Le festività nel calendario 1993

(Giorni festivi, generalmente non lavorativi)

01/01/1993  Capodanno
06/01/1993  Epifania
11/04/1993  Pasqua
12/04/1993  Lunedì dell'Angelo
25/04/1993  Festa della Liberazione
01/05/1993  Festa dei lavoratori
15/08/1993  Ferragosto
04/10/1993  San Francesco
01/11/1993  Ognissanti
08/12/1993  Immacolata Concezione
25/12/1993  Natale
26/12/1993  Santo Stefano

Ricorrenze religiose nell'anno 1993

(Generalmente non festive)

02/02/1993  Candelora
07/02/1993  Inizio del Carnevale
23/02/1993  Martedì Grasso, Fine Carnevale
24/02/1993  Mercoledì delle Ceneri, Inizio Quaresima
28/02/1993  I Domenica di Quaresima
07/03/1993  II Domenica di Quaresima
14/03/1993  III Domenica di Quaresima
19/03/1993  San Giuseppe, Festa del papà
21/03/1993  IV Domenica di Quaresima
28/03/1993  V Domenica di Quaresima
04/04/1993  Domenica delle Palme
08/04/1993  Giovedì Santo
20/05/1993  Ascensione
30/05/1993  Pentecoste
13/06/1993  Corpus Domini
29/06/1993  Santi Pietro e Paolo
02/11/1993  Commemorazione dei Defunti

Il calendario 1993 in pillole

Nel calendario 1993 erano presenti 7 giorni festivi infrasettimanali così distribuiti:

2 Lunedì festivi: Lunedì dell'Angelo (12/04/1993), Ognissanti (01/11/1993);
2 Mercoledì festivi: Epifania (06/01/1993), Immacolata Concezione (08/12/1993);
1 solo Venerdì festivo: Capodanno (01/01/1993);
2 Sabati festivi: Festa dei lavoratori (01/05/1993), Natale (25/12/1993).
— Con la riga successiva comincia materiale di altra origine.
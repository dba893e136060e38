//! WMS request handling shared by the HTTP service.
//!
//! - [`dispatch`]: normalize raw WMS query strings and XYZ tile paths into one
//!   parameter set for the renderer
//! - [`exception`]: OGC `ServiceExceptionReport` documents

pub mod dispatch;
pub mod exception;

pub use dispatch::{normalize, NormalizedRequest, TilePath};
pub use exception::service_exception_xml;
//! pg-wms API service.
//!
//! HTTP server answering WMS requests and XYZ tiles over PostGIS tables.

use anyhow::Result;
use clap::Parser;
use std::{net::SocketAddr, sync::Arc};
use tracing::{info, Level};
use tracing_subscriber::FmtSubscriber;

use wms_api::{app, config::Args, state::AppState};

fn main() -> Result<()> {
    // Load environment variables from .env file
    dotenvy::dotenv().ok();

    let args = Args::parse();

    let mut runtime_builder = tokio::runtime::Builder::new_multi_thread();
    runtime_builder.enable_all();
    if let Some(threads) = args.worker_threads {
        runtime_builder.worker_threads(threads);
    }

    let runtime = runtime_builder.build()?;
    runtime.block_on(async_main(args))?;
    Ok(())
}

async fn async_main(args: Args) -> Result<()> {
    // Initialize tracing
    let level = if args.debug {
        Level::DEBUG
    } else {
        match args.log_level.to_lowercase().as_str() {
            "trace" => Level::TRACE,
            "debug" => Level::DEBUG,
            "warn" => Level::WARN,
            "error" => Level::ERROR,
            _ => Level::INFO,
        }
    };

    let subscriber = FmtSubscriber::builder()
        .with_max_level(level)
        .json()
        .finish();

    tracing::subscriber::set_global_default(subscriber)?;

    // Initialize Prometheus metrics exporter
    let prometheus_handle = metrics_exporter_prometheus::PrometheusBuilder::new().install_recorder()?;
    info!("Prometheus metrics exporter initialized");

    info!(
        db_host = %args.database.db_host,
        db_name = %args.database.db_name,
        map_config = %args.map_config.display(),
        "Starting pg-wms API server"
    );

    let state = Arc::new(AppState::new(&args, Some(prometheus_handle)).await?);

    let addr: SocketAddr = args.listen.parse()?;
    info!(address = %addr, "Listening");

    let listener = tokio::net::TcpListener::bind(addr).await?;
    axum::serve(listener, app(state)).await?;

    Ok(())
}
Cadevano invece di Domenica 3 festività: Festa della Liberazione (25/04/1993), Ferragosto (15/08/1993), Santo Stefano (26/12/1993).

Il Carnevale 1993 è iniziato Domenica 07/02/1993 ed è terminato Martedì 23/02/1993 (Martedì Grasso, ultimo giorno di Carnevale).

Pasqua 1993 è stata Domenica 11/04/1993.

Cenni sulle festività italiane del 1993

La Festa della Liberazione, o Anniversario della Liberazione dell’Italia o 25 Aprile, fu celebrata per la prima volta nel 1946. Fu istituzionalizzata quale festa nazionale nel 1949.

La Festa dei Lavoratori, celebrata il 1° Maggio, fu istituita in Italia nel 1891.
Nel periodo compreso tra il 1924 e il 1944, durante il regime fascista, fu anticipata al 21 Aprile in concomitanza del “Natale di Roma”, dichiarato ufficialmente giorno festivo, assumendo la denominazione "Natale di Roma – Festa del lavoro".
Nel 1945 fu ripristinata la data originale del 1° Maggio, mantenendo lo status di festività, mentre il 21 Aprile rimase come festività solo per la città di Roma.

La Festa della Repubblica fu celebrata per la prima volta il 2 giugno 1947. Venne dichiarata festa nazionale nel 1949.
Tuttavia, a causa della grave crisi economica che affliggeva l’Italia, nel 1977 venne soppressa e la sua celebrazione fu spostata alla prima domenica di giugno, perdendo quindi lo status di festività nazionale e di giorno festivo sul calendario.
E’ stata di nuovo riportata alla sua data originale nel 2001, per volere dell’allora Presidente della Repubblica Carlo Azelio Ciampi, ritornando ad essere giorno festivo a tutti gli effetti.